Hingga saat ini Hemsi masih menunggu keputusan Mahkamah Agung terkait konflik lahan yang berlarut-larut tersebut menurut Manajer Kampanye Keadilan Iklim Walhi Yuyun Harmono.
Sejak 2006, Hemsi menghadapi pembabatan habis tanaman coklat, jagung, hingga kelapa sawit di lahan seluas dua hektare miliknya.
Tahun 2007, Pengadilan Negeri Mamuju memutuskan bahwa lahan warga Desa Panca Mukti berada di luar wilayah pemegang Hak Guna Usaha (HGU) PT Mamuang.
Namun Hemsi mengaku masih menghadapi intimidasi pada 2010.
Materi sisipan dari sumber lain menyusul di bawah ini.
//! Sponsor signer backed by an in-process private key.

use crate::{SignerError, SignerFactory, SignerInterface, SponsorRegistry};
use alloy_primitives::{Address, Signature, B256};
use alloy_signer::Signer;
use alloy_signer_local::PrivateKeySigner;
use async_trait::async_trait;
use relay_types::{
	without_0x_prefix, ConfigSchema, Field, FieldType, ImplementationRegistry, Schema,
	SecretString, ValidationError,
};

/// Signs with a private key read from configuration.
pub struct LocalSigner {
	signer: PrivateKeySigner,
}

impl LocalSigner {
	/// Parses a hex private key, with or without `0x`.
	pub fn new(private_key: &SecretString) -> Result<Self, SignerError> {
		let signer = private_key
			.with_exposed(|key| without_0x_prefix(key.trim()).parse::<PrivateKeySigner>())
			.map_err(|_| SignerError::InvalidKey("not a valid secp256k1 private key".into()))?;
		Ok(Self { signer })
	}
}

pub struct LocalSignerSchema;

impl ConfigSchema for LocalSignerSchema {
	fn validate(&self, config: &toml::Value) -> Result<(), ValidationError> {
		let schema = Schema::new(
			vec![Field::new("private_key", FieldType::String).with_validator(|value| {
				let key = value.as_str().map(str::trim).unwrap_or_default();
				let digits = without_0x_prefix(key);
				if digits.len() != 64 {
					return Err("Private key must be 64 hex characters (32 bytes)".to_string());
				}
				if !digits.chars().all(|c| c.is_ascii_hexdigit()) {
					return Err("Private key must contain only hex characters".to_string());
				}
				Ok(())
			})],
			vec![],
		);
		schema.validate(config)
	}
}

#[async_trait]
impl SignerInterface for LocalSigner {
	fn config_schema(&self) -> Box<dyn ConfigSchema> {
		Box::new(LocalSignerSchema)
	}

	fn address(&self) -> Address {
		self.signer.address()
	}

	async fn sign_digest(&self, digest: &B256) -> Result<Signature, SignerError> {
		self.signer
			.sign_hash(digest)
			.await
			.map_err(|e| SignerError::SigningFailed(e.to_string()))
	}
}

/// Builds a [`LocalSigner`] from `[sponsor.implementations.local]`.
///
/// Configuration parameters:
/// - `private_key`: hex-encoded secp256k1 key, with or without `0x`
pub fn create_signer(config: &toml::Value) -> Result<Box<dyn SignerInterface>, SignerError> {
	LocalSignerSchema
		.validate(config)
		.map_err(|e| SignerError::InvalidConfig(e.to_string()))?;

	let private_key = config
		.get("private_key")
		.and_then(|v| v.as_str())
		.map(SecretString::from)
		.ok_or_else(|| SignerError::InvalidConfig("private_key is required".into()))?;

	Ok(Box::new(LocalSigner::new(&private_key)?))
}

pub struct Registry;

impl ImplementationRegistry for Registry {
	const NAME: &'static str = "local";
	type Factory = SignerFactory;

	fn factory() -> Self::Factory {
		create_signer
	}
}

impl SponsorRegistry for Registry {}

#[cfg(test)]
mod tests {
	use super::*;
	use alloy_primitives::address;

	fn config(key: &str) -> toml::Value {
		toml::from_str(&format!("private_key = \"{}\"", key)).unwrap()
	}

	#[test]
	fn test_key_with_and_without_prefix() {
		let expected = address!("0x70997970C51812dc3A010C7d01b50e0d17dc79C8");
		let prefixed =
			create_signer(&config("0x59c6995e998f97a5a0044966f0945389dc9e86dae88c7a8412f4603b6b78690d"))
				.unwrap();
		let bare =
			create_signer(&config("59c6995e998f97a5a0044966f0945389dc9e86dae88c7a8412f4603b6b78690d"))
				.unwrap();
		assert_eq!(prefixed.address(), expected);
		assert_eq!(bare.address(), expected);
	}

	#[test]
	fn test_schema_rejects_bad_keys() {
		assert!(LocalSignerSchema.validate(&config("0x1234")).is_err());
		assert!(LocalSignerSchema
			.validate(&config(&format!("0x{}", "g".repeat(64))))
			.is_err());
		let empty: toml::Value = toml::from_str("").unwrap();
		assert!(matches!(
			LocalSignerSchema.validate(&empty),
			Err(ValidationError::MissingField(f)) if f == "private_key"
		));
	}

	#[test]
	fn test_zero_key_rejected_without_leaking() {
		let result = create_signer(&config(&"0".repeat(64)));
		match result {
			Err(SignerError::InvalidKey(msg)) => assert!(!msg.contains("0000")),
			Err(other) => panic!("unexpected error: {}", other),
			Ok(_) => panic!("zero key accepted"),
		}
	}
}
//! Gasless submission validation.
//!
//! A submission is accepted only if, in order:
//!
//! 1. the body has the expected shape
//! 2. `swapTx.to` is the periphery contract of `swapTx.chainId`
//! 3. the witness names a depositor
//! 4. a signer can be recovered from the EIP-712 permit and `signature`
//! 5. the recovered signer is `permit.message.from`
//! 6. `permit.message.from` is the depositor
//!
//! The first failing check rejects the request. Accepted submissions are
//! published once and answered with `{ depositId, messageId }`.

use super::schema::assert_gasless_shape;
use crate::periphery::PeripheryResolver;
use alloy_primitives::{hex, Address, Signature};
use relay_publisher::PublisherService;
use relay_types::{
	truncate_id, APIError, GaslessDepositMessage, GaslessSubmitBody, GaslessSubmitResponse,
};
use serde_json::Value;
use std::sync::Arc;

const INVALID_SIGNATURE: &str = "Invalid signature: unable to recover signer";

/// Validates and publishes gasless submissions.
pub struct GaslessSubmitHandler {
	resolver: Arc<dyn PeripheryResolver>,
	publisher: Arc<PublisherService>,
}

impl GaslessSubmitHandler {
	pub fn new(resolver: Arc<dyn PeripheryResolver>, publisher: Arc<PublisherService>) -> Self {
		Self {
			resolver,
			publisher,
		}
	}

	/// Runs the validation steps over a raw JSON body and publishes it.
	pub async fn handle(&self, raw: Value) -> Result<GaslessSubmitResponse, APIError> {
		let body = decode(&raw).inspect_err(|e| reject("shape", e))?;
		let deposit_id = body.deposit_id().to_string();
		tracing::debug!(
			deposit_id = %deposit_id,
			chain_id = body.swap_tx.chain_id,
			witness = body.swap_tx.data.witness.kind(),
			"Validating gasless submission"
		);

		self.check_target(&body)
			.inspect_err(|e| reject("target", e))?;

		let depositor = body.swap_tx.data.witness.depositor();

		let signer = recover_signer(&body).inspect_err(|e| reject("signature", e))?;

		let permit_from = body.permit_from().ok_or_else(|| {
			APIError::invalid_param(
				"permit.message.from is not a valid address",
				"swapTx.data.permit.message.from",
			)
		})?;
		if signer != permit_from {
			let err = APIError::invalid_param("Signature mismatch", "signature");
			reject("signer", &err);
			return Err(err);
		}

		if permit_from != depositor {
			let err = APIError::invalid_param(
				"permit.message.from must match depositor",
				"swapTx.data.permit.message.from",
			);
			reject("depositor", &err);
			return Err(err);
		}

		let message = GaslessDepositMessage {
			deposit_id: deposit_id.clone(),
			swap_tx: raw.get("swapTx").cloned().unwrap_or(Value::Null),
			signature: normalized_signature(&body.signature),
			submitted_at: chrono::Utc::now().timestamp().max(0) as u64,
		};

		let message_id = self.publisher.publish(&message).await.map_err(|e| {
			tracing::warn!(deposit_id = %deposit_id, error = %e, "Failed to publish gasless deposit");
			APIError::ServiceUnavailable {
				error_type: "PUBLISH_FAILED".to_string(),
				message: format!("Failed to publish deposit: {}", e),
				retry_after: Some(5),
			}
		})?;

		tracing::debug!(
			deposit_id = %deposit_id,
			message_id = %truncate_id(&message_id),
			"Accepted gasless submission"
		);

		Ok(GaslessSubmitResponse {
			deposit_id,
			message_id,
		})
	}

	fn check_target(&self, body: &GaslessSubmitBody) -> Result<(), APIError> {
		let chain_id = body.swap_tx.chain_id;
		let periphery = self
			.resolver
			.periphery_address(chain_id)
			.ok_or_else(|| APIError::invalid_param("Unsupported chain id", "swapTx.chainId"))?;

		// Address equality ignores checksum casing.
		if body.swap_tx.to != periphery {
			return Err(APIError::invalid_param("Invalid target address", "swapTx.to"));
		}
		Ok(())
	}
}

fn decode(raw: &Value) -> Result<GaslessSubmitBody, APIError> {
	assert_gasless_shape(raw)?;
	serde_json::from_value(raw.clone())
		.map_err(|e| APIError::invalid_input(format!("Malformed gasless submission: {}", e)))
}

/// Recovers the address that signed the permit's EIP-712 hash.
fn recover_signer(body: &GaslessSubmitBody) -> Result<Address, APIError> {
	let hash = body.swap_tx.data.permit.eip712_signing_hash().map_err(|e| {
		APIError::invalid_param(
			format!("Invalid permit typed data: {}", e),
			"swapTx.data.permit",
		)
	})?;

	let bytes = hex::decode(body.signature.trim())
		.map_err(|_| APIError::invalid_param(INVALID_SIGNATURE, "signature"))?;
	let signature = Signature::try_from(bytes.as_slice())
		.map_err(|_| APIError::invalid_param(INVALID_SIGNATURE, "signature"))?;

	signature
		.recover_address_from_prehash(&hash)
		.map_err(|_| APIError::invalid_param(INVALID_SIGNATURE, "signature"))
}

fn normalized_signature(signature: &str) -> String {
	let trimmed = signature.trim();
	hex::decode(trimmed)
		.map(hex::encode_prefixed)
		.unwrap_or_else(|_| trimmed.to_string())
}

fn reject(step: &str, err: &APIError) {
	tracing::warn!(step, error = %err, "Rejected gasless submission");
}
Menurut penuturan Hemsi, dia dan dua anggota kelompok tani lainnya bahkan sempat dijebloskan ke penjara dan dilepas begitu saja tiga bulan kemudian tanpa melewati proses pemberkasan.
Selama periode 2015-2015, menurut Hemsi, kelompoknya juga harus berhadapan dengan sekelompok preman.
"Saya lawan lagi. Ini dari 10 jari yang saya usahakan sendiri," kata Hemsi, menggambarkan bagaimana dia menggarap dan berusaha mempertahankan lahannya.
Tahun 2017, Hemsi ditangkap dengan tuduhan melakukan perusakan dan tandan buah sawit yang dia panen ikut diangkut.
Dia melaporkan kejadian itu ke Kepolisian Sektor Pasang Kayu di Provinsi Sulawesi Tengah dan Kepolisian Sektor yang ada di wilayah Provinsi Sulawesi Barat.